Dataset excerpts:
▬▬▬▬▬▬▬▬▬▬
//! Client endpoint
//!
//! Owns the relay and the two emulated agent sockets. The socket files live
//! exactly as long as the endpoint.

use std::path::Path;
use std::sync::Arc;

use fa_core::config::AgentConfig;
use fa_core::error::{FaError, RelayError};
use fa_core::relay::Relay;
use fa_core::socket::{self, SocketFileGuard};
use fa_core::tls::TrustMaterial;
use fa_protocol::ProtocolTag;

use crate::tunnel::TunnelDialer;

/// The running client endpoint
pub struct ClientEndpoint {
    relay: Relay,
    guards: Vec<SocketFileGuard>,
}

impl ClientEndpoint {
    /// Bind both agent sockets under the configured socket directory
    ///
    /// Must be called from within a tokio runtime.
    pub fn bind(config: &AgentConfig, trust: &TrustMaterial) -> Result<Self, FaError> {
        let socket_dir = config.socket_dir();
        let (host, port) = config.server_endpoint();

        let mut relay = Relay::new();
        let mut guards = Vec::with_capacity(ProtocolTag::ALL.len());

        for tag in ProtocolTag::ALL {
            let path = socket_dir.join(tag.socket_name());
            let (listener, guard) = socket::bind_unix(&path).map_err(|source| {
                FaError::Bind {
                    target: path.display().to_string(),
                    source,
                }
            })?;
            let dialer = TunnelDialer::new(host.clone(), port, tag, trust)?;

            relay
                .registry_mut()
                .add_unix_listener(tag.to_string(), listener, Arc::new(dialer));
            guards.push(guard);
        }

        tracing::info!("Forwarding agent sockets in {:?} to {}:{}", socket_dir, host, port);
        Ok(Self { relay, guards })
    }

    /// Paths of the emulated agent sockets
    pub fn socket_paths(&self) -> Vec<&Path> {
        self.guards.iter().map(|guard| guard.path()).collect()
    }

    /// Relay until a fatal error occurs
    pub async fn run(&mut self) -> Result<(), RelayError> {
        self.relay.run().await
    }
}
▬▬▬▬▬▬▬▬▬▬
When you reach the end of the data, write every line out again verbatim.

//! Client endpoint
//!
//! Owns the relay and the two emulated agent sockets. The socket files live
//! exactly as long as the endpoint.

use std::path::Path;
use std::sync::Arc;

use fa_core::config::AgentConfig;
use fa_core::error::{FaError, RelayError};
use fa_core::relay::Relay;
use fa_core::socket::{self, SocketFileGuard};
use fa_core::tls::TrustMaterial;
use fa_protocol::ProtocolTag;

use crate::tunnel::TunnelDialer;

/// The running client endpoint
pub struct ClientEndpoint {
    relay: Relay,
    guards: Vec<SocketFileGuard>,
}

impl ClientEndpoint {
    /// Bind both agent sockets under the configured socket directory
    ///
    /// Must be called from within a tokio runtime.
    pub fn bind(config: &AgentConfig, trust: &TrustMaterial) -> Result<Self, FaError> {
        let socket_dir = config.socket_dir();
        let (host, port) = config.server_endpoint();

        let mut relay = Relay::new();
        let mut guards = Vec::with_capacity(ProtocolTag::ALL.len());

        for tag in ProtocolTag::ALL {
            let path = socket_dir.join(tag.socket_name());
            let (listener, guard) = socket::bind_unix(&path).map_err(|source| {
                FaError::Bind {
                    target: path.display().to_string(),
                    source,
                }
            })?;
            let dialer = TunnelDialer::new(host.clone(), port, tag, trust)?;

            relay
                .registry_mut()
                .add_unix_listener(tag.to_string(), listener, Arc::new(dialer));
            guards.push(guard);
        }

        tracing::info!("Forwarding agent sockets in {:?} to {}:{}", socket_dir, host, port);
        Ok(Self { relay, guards })
    }

    /// Paths of the emulated agent sockets
    pub fn socket_paths(&self) -> Vec<&Path> {
        self.guards.iter().map(|guard| guard.path()).collect()
    }

    /// Relay until a fatal error occurs
    pub async fn run(&mut self) -> Result<(), RelayError> {
        self.relay.run().await
    }
}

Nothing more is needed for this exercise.